Al cuarto me dijo mi padre que durante todo el tiempo de mi indisposición se había presentado saber de mi salud, M. de Monsou, que me vio cuando me llevaban desmayada al castillo; que al saber que era la causa involuntaria de aquel incidente había mostrado el mayor sentimiento, pidiendo licencia para excusarse conmigo y diciendo que no estaría tranquilo hasta haber obtenido su perdón, pronunciado por mis propios labios.
Habría sido ridículo negarme a verle: por tanto, a pesar de mi repugnancia, cedí.
Al día siguiente se presentó; yo había conocido la ridiculez de mi posición; la caza es un placer de que las mismas damas gozan muchas veces; yo, pues, fui la que en cierto modo tuve que disculpar mi ridícula emoción, encareciendo el cariño que había cobrado a la pobre Dafne.
Entonces el conde aparentó estar desesperado, y me juró veinte veces por su honra que si hubiese podido adivinar que yo me interesaba por su víctima, habría tenido la mayor satisfacción de perdonarla; sin embargo, sus protestas no me convencieron y se marchó sin haber podido borrar de mi corazón la impresión dolorosa que en él había causado.

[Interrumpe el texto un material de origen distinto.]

//! HTTP surface of the dashboard to-do list.
//!
//! # Design
//! Handlers only translate wire payloads into `TodoListService` calls. The
//! service sits behind one `tokio::sync::Mutex`, and each handler holds the
//! lock for exactly one service call, so operations are serialized per
//! process.

pub mod config;
pub mod logging;
pub mod seed;
pub mod store;

use std::future::Future;
use std::sync::Arc;

use axum::{
    extract::{Path, State},
    http::StatusCode,
    response::{IntoResponse, Response},
    routing::{get, post},
    Json, Router,
};
use serde_json::json;
use tokio::{net::TcpListener, sync::Mutex};
use tracing::{error, info};

use dashboard_core::{
    ActionResponse, InMemoryTodoRepo, ReorderRequest, SaveTodo, ServiceError, ToastType, TodoId,
    TodoItem, TodoListService, TodoRepository, TodoRow, ValidationError,
};

pub type DynTodoRepository = Box<dyn TodoRepository + Send>;

/// Shared handler state: the single service instance of this process.
#[derive(Clone)]
pub struct AppState {
    service: Arc<Mutex<TodoListService<DynTodoRepository>>>,
}

impl AppState {
    pub fn new(repo: impl TodoRepository + Send + 'static) -> Self {
        let repo: DynTodoRepository = Box::new(repo);
        Self::from_service(TodoListService::new(repo))
    }

    pub fn from_service(service: TodoListService<DynTodoRepository>) -> Self {
        Self {
            service: Arc::new(Mutex::new(service)),
        }
    }

    pub fn in_memory() -> Self {
        Self::new(InMemoryTodoRepo::default())
    }
}

pub fn app(state: AppState) -> Router {
    Router::new()
        .route("/health", get(health))
        .route("/todos", get(list_items).post(save_item))
        .route("/todos/reorder", post(reorder_items))
        .route("/todos/{id}", get(get_item))
        .route("/todos/{id}/done", post(complete_item))
        .with_state(state)
}

pub async fn run(listener: TcpListener, state: AppState) -> Result<(), std::io::Error> {
    axum::serve(listener, app(state)).await
}

/// Serve until `shutdown` resolves, then drain in-flight requests.
pub async fn run_with_shutdown<F>(
    listener: TcpListener,
    state: AppState,
    shutdown: F,
) -> Result<(), std::io::Error>
where
    F: Future<Output = ()> + Send + 'static,
{
    axum::serve(listener, app(state))
        .with_graceful_shutdown(shutdown)
        .await
}

async fn health() -> Json<serde_json::Value> {
    Json(json!({ "status": "ok" }))
}

async fn list_items(State(state): State<AppState>) -> Result<Json<Vec<TodoRow>>, AppError> {
    let service = state.service.lock().await;
    let rows: Vec<TodoRow> = service
        .list_ordered()?
        .into_iter()
        .map(TodoRow::from)
        .collect();
    Ok(Json(rows))
}

async fn get_item(
    State(state): State<AppState>,
    Path(id): Path<TodoId>,
) -> Result<Json<TodoItem>, AppError> {
    let service = state.service.lock().await;
    service.find(id)?.map(Json).ok_or(AppError::NotFound)
}

async fn save_item(
    State(state): State<AppState>,
    Json(input): Json<SaveTodo>,
) -> Result<Json<ActionResponse>, AppError> {
    let draft = input.into_draft()?;
    let item = state.service.lock().await.upsert(draft)?;
    info!(id = item.id, "todo item saved");
    Ok(Json(
        ActionResponse::toast("Added", ToastType::Success).with_item(item),
    ))
}

async fn complete_item(
    State(state): State<AppState>,
    Path(raw_id): Path<String>,
) -> Result<Json<ActionResponse>, AppError> {
    // A segment that is not an id names no item, same as an unknown id.
    match raw_id.trim().parse::<TodoId>() {
        Ok(id) => {
            let removed = state.service.lock().await.complete(id)?;
            info!(id, removed, "todo item done");
        }
        Err(_) => info!(raw_id = %raw_id, "done ignored non-numeric item id"),
    }
    Ok(Json(ActionResponse::toast(
        "Congratulation",
        ToastType::Success,
    )))
}

async fn reorder_items(
    State(state): State<AppState>,
    Json(input): Json<ReorderRequest>,
) -> Result<Json<ActionResponse>, AppError> {
    let positions = input.positions();
    let updated = state.service.lock().await.apply_positions(&positions)?;
    info!(requested = positions.len(), updated, "todo list reordered");
    Ok(Json(ActionResponse::empty()))
}

/// Handler failure mapped onto a status code and JSON body.
#[derive(Debug)]
pub enum AppError {
    NotFound,
    Service(ServiceError),
}

impl From<ServiceError> for AppError {
    fn from(err: ServiceError) -> Self {
        AppError::Service(err)
    }
}

impl From<ValidationError> for AppError {
    fn from(err: ValidationError) -> Self {
        AppError::Service(ServiceError::Validation(err))
    }
}

impl IntoResponse for AppError {
    fn into_response(self) -> Response {
        match self {
            AppError::NotFound => {
                (StatusCode::NOT_FOUND, Json(json!({ "message": "Not Found" }))).into_response()
            }
            AppError::Service(ServiceError::Validation(err)) => {
                (StatusCode::UNPROCESSABLE_ENTITY, Json(err.to_body())).into_response()
            }
            AppError::Service(ServiceError::Storage(err)) => {
                error!(error = %err, "storage failure while handling request");
                (
                    StatusCode::INTERNAL_SERVER_ERROR,
                    Json(json!({ "message": "Server Error" })),
                )
                    .into_response()
            }
        }
    }
}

Al retirarse pidió a mi padre permiso para volver. Había nacido en España, se había criado en Madrid, y era para el barón un grande atractivo poder hablar de un país donde había habitado tanto tiempo.
Por lo demás, el conde era de buena familia, teniente gobernador de la provincia, favorito, según decían, del duque de Anjou; no tenía, pues, mi padre motivo alguno para negarle la entrada en casa, y accedió a su petición.
¡Ah! desde aquel instante cesó, si no mi felicidad, al menos mi reposo. Muy luego eché de ver la impresión que había hecho en el conde. Al principio nos visitaba solamente una vez a la semana; luego dobló el número de sus visitas y últimamente venía a casa todos los días.
Como prodigaba a mi padre las mayores atenciones, consiguió agradarle; yo, que veía el placer que el barón tenía en su conversación, que era siempre la de un hombre superior, no osaba quejarme, porque ¿de qué me habría quejado? El conde era conmigo tan galante como con una querida, tan respetuoso como con una hermana.